Plucking wheat from chaff is a wholly individual exercise, and some of us may be more discriminating than others. But still, how does one really make a valid call when each profile, each list of questions back and forth, each exchange seems so contrived? It is rare for someone to shine in such an artificial environment. And that’s perhaps why potential mates tend to suggest a more traditional venue for communication, such as via one’s own email address. On home turf, it feels more like two people, rather than two avatars, engaging in the get-to-know-you dance.
Be warned that this can get tricky, too. One would-be suitor, a cop who lived 3,000 miles away, figured out a way to undermine my chat program’s deletion function when I cut him off. I had told him we weren’t a good match, and he begged me to give him another chance. When I remained firm, he became obnoxious. When I tried to delete him, the delete function wouldn’t work. I had to go to my chat vendor’s security people to reverse what he had done to my account. For that reason and others, online dating vendors urge members to keep the conversation on their neutral site and not to give out emails, phone numbers, and addresses until a face-to-face relationship has been established.

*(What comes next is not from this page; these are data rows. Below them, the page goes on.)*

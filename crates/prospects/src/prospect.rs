use chrono::{DateTime, Utc};
use serde::{Deserialize, Serialize};

use prospector_core::{ActivityId, DomainError, DomainResult, Entity, Owned, ProspectId, UserId};

/// Pipeline stage of a prospect.
#[derive(Debug, Clone, Copy, PartialEq, Eq, Hash, Serialize, Deserialize, Default)]
#[serde(rename_all = "lowercase")]
pub enum ProspectStatus {
    #[default]
    New,
    Contacted,
    Qualified,
    Lost,
}

impl ProspectStatus {
    pub const ALL: [ProspectStatus; 4] = [
        ProspectStatus::New,
        ProspectStatus::Contacted,
        ProspectStatus::Qualified,
        ProspectStatus::Lost,
    ];

    pub fn as_str(&self) -> &'static str {
        match self {
            ProspectStatus::New => "new",
            ProspectStatus::Contacted => "contacted",
            ProspectStatus::Qualified => "qualified",
            ProspectStatus::Lost => "lost",
        }
    }

    pub fn parse(s: &str) -> Option<Self> {
        Self::ALL.into_iter().find(|status| status.as_str() == s)
    }
}

#[derive(Debug, Clone, Copy, PartialEq, Eq, Hash, Serialize, Deserialize)]
#[serde(rename_all = "lowercase")]
pub enum ActivityKind {
    Note,
    Email,
    Call,
    Meeting,
}

impl ActivityKind {
    pub const ALL: [ActivityKind; 4] = [
        ActivityKind::Note,
        ActivityKind::Email,
        ActivityKind::Call,
        ActivityKind::Meeting,
    ];

    pub fn as_str(&self) -> &'static str {
        match self {
            ActivityKind::Note => "note",
            ActivityKind::Email => "email",
            ActivityKind::Call => "call",
            ActivityKind::Meeting => "meeting",
        }
    }

    pub fn parse(s: &str) -> Option<Self> {
        Self::ALL.into_iter().find(|kind| kind.as_str() == s)
    }
}

/// An entry in a prospect's activity history.
#[derive(Debug, Clone, PartialEq, Eq, Serialize, Deserialize)]
pub struct Activity {
    pub id: ActivityId,
    pub prospect_id: ProspectId,
    pub kind: ActivityKind,
    pub summary: String,
    pub occurred_at: DateTime<Utc>,
}

/// Order activities newest first; ties break on id so the order is total.
pub fn sort_by_recency(activities: &mut [Activity]) {
    activities.sort_by(|a, b| b.occurred_at.cmp(&a.occurred_at).then_with(|| b.id.cmp(&a.id)));
}

/// A persisted prospect, owned by exactly one identity.
///
/// # Invariants
/// - `activities` is ordered newest first.
/// - Only `owner_id` may read or write it.
#[derive(Debug, Clone, PartialEq, Eq)]
pub struct Prospect {
    pub id: ProspectId,
    pub owner_id: UserId,
    pub name: String,
    pub email: Option<String>,
    pub company: Option<String>,
    pub title: Option<String>,
    pub status: ProspectStatus,
    pub created_at: DateTime<Utc>,
    pub updated_at: DateTime<Utc>,
    pub activities: Vec<Activity>,
}

impl Prospect {
    /// Build a fresh prospect from validated input.
    pub fn create(id: ProspectId, owner_id: UserId, input: NewProspect, now: DateTime<Utc>) -> Self {
        Self {
            id,
            owner_id,
            name: input.name,
            email: input.email,
            company: input.company,
            title: input.title,
            status: input.status.unwrap_or_default(),
            created_at: now,
            updated_at: now,
            activities: Vec::new(),
        }
    }

    pub fn with_activities(mut self, mut activities: Vec<Activity>) -> Self {
        sort_by_recency(&mut activities);
        self.activities = activities;
        self
    }
}

impl Entity for Prospect {
    type Id = ProspectId;

    fn id(&self) -> &Self::Id {
        &self.id
    }
}

impl Owned for Prospect {
    fn owner_id(&self) -> UserId {
        self.owner_id
    }
}

/// Input for creating a prospect.
#[derive(Debug, Clone, PartialEq, Eq, Default, Deserialize)]
pub struct NewProspect {
    pub name: String,
    #[serde(default)]
    pub email: Option<String>,
    #[serde(default)]
    pub company: Option<String>,
    #[serde(default)]
    pub title: Option<String>,
    #[serde(default)]
    pub status: Option<ProspectStatus>,
}

impl NewProspect {
    /// Trim fields, drop blank optionals, and check required ones.
    pub fn validate(self) -> DomainResult<Self> {
        let name = self.name.trim().to_string();
        if name.is_empty() {
            return Err(DomainError::validation("name is required"));
        }

        let email = non_blank(self.email);
        if let Some(email) = &email {
            if !email.contains('@') {
                return Err(DomainError::validation("invalid email format"));
            }
        }

        Ok(Self {
            name,
            email,
            company: non_blank(self.company),
            title: non_blank(self.title),
            status: self.status,
        })
    }
}

/// Input for logging an activity against a prospect.
#[derive(Debug, Clone, PartialEq, Eq, Deserialize)]
pub struct NewActivity {
    pub kind: ActivityKind,
    pub summary: String,
    #[serde(default)]
    pub occurred_at: Option<DateTime<Utc>>,
}

impl NewActivity {
    pub fn validate(self) -> DomainResult<Self> {
        let summary = self.summary.trim().to_string();
        if summary.is_empty() {
            return Err(DomainError::validation("summary is required"));
        }
        Ok(Self { summary, ..self })
    }

    pub fn into_activity(self, id: ActivityId, prospect_id: ProspectId, now: DateTime<Utc>) -> Activity {
        Activity {
            id,
            prospect_id,
            kind: self.kind,
            summary: self.summary,
            occurred_at: self.occurred_at.unwrap_or(now),
        }
    }
}

fn non_blank(value: Option<String>) -> Option<String> {
    value.map(|v| v.trim().to_string()).filter(|v| !v.is_empty())
}

#[cfg(test)]
mod tests {
    use super::*;
    use chrono::{Duration, TimeZone};

    #[test]
    fn new_prospect_requires_a_name() {
        let err = NewProspect {
            name: "  ".to_string(),
            ..Default::default()
        }
        .validate()
        .unwrap_err();
        assert_eq!(err, DomainError::validation("name is required"));
    }

    #[test]
    fn new_prospect_normalizes_optionals() {
        let p = NewProspect {
            name: " Ada Lovelace ".to_string(),
            email: Some("  ".to_string()),
            company: Some(" Analytical Engines ".to_string()),
            title: None,
            status: None,
        }
        .validate()
        .unwrap();

        assert_eq!(p.name, "Ada Lovelace");
        assert_eq!(p.email, None);
        assert_eq!(p.company.as_deref(), Some("Analytical Engines"));
    }

    #[test]
    fn new_prospect_rejects_malformed_email() {
        let err = NewProspect {
            name: "Ada".to_string(),
            email: Some("ada.example.com".to_string()),
            ..Default::default()
        }
        .validate()
        .unwrap_err();
        assert!(matches!(err, DomainError::Validation(_)));
    }

    #[test]
    fn activities_are_ordered_newest_first() {
        let t0 = Utc.with_ymd_and_hms(2024, 5, 1, 9, 0, 0).unwrap();
        let pid = ProspectId::new();
        let mk = |offset_days: i64| Activity {
            id: ActivityId::new(),
            prospect_id: pid,
            kind: ActivityKind::Note,
            summary: format!("day {offset_days}"),
            occurred_at: t0 + Duration::days(offset_days),
        };

        let p = Prospect::create(pid, UserId::new(), NewProspect { name: "Ada".into(), ..Default::default() }, t0)
            .with_activities(vec![mk(1), mk(5), mk(3)]);

        let order: Vec<_> = p.activities.iter().map(|a| a.summary.as_str()).collect();
        assert_eq!(order, ["day 5", "day 3", "day 1"]);
    }

    #[test]
    fn ownership() {
        let owner = UserId::new();
        let p = Prospect::create(ProspectId::new(), owner, NewProspect { name: "Ada".into(), ..Default::default() }, Utc::now());
        assert!(p.is_owned_by(owner));
        assert!(!p.is_owned_by(UserId::new()));
    }

    #[test]
    fn status_and_kind_parse_their_wire_names() {
        for s in ProspectStatus::ALL {
            assert_eq!(ProspectStatus::parse(s.as_str()), Some(s));
        }
        for k in ActivityKind::ALL {
            assert_eq!(ActivityKind::parse(k.as_str()), Some(k));
        }
        assert_eq!(ProspectStatus::parse("won"), None);
    }
}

Not that in-person meetings provide any guarantee of authenticity or safety, of course. The real world has its share of crazies and Dangerous Dans too. I wonder, though, whether the visual and spatial distance of the virtual environment lends a false sense of security. It may be that some seekers give away too much information too soon in the online world, making them vulnerable to bad outcomes. Oversharing may accelerate the getting-to-know-you phase, but it also affords the malevolent access to you and your stuff. Also, it’s hard to detect telltale tics when the person is not sitting across an actual table. If one is eager to meet “That Special Someone” (an overly used profile phrase), one may disregard red flags. Desperados want to believe in the fantasy so much that contorted logic overtakes common sense.
I observed this phenomenon repeatedly when sharing emails with my admirers. If they said they were deeply religious and I said I was an atheist, they immediately affirmed their satisfaction with that mismatch. If they told me that they wanted to settle down with That Special Someone and live happily ever after, I hardly caused a ripple when I said I was not so inclined and really didn’t care to marry anyone. Whatever I was, they wanted. Whatever I said, they liked. Whenever I disagreed with them, they saw “the perfect match”. In other words, they were delusional.
Within a week of signing on, I turned off my profile to take a break. It was like closing a gushing spigot. In all the hours of sifting and sampling, I rarely found a match who seemed to be in possession of all his marbles. Once a possibility emerged, I took a page from the Human World, eschewing the avatar for the real deal. That, fellow gamers, turned out to be the winning strategy.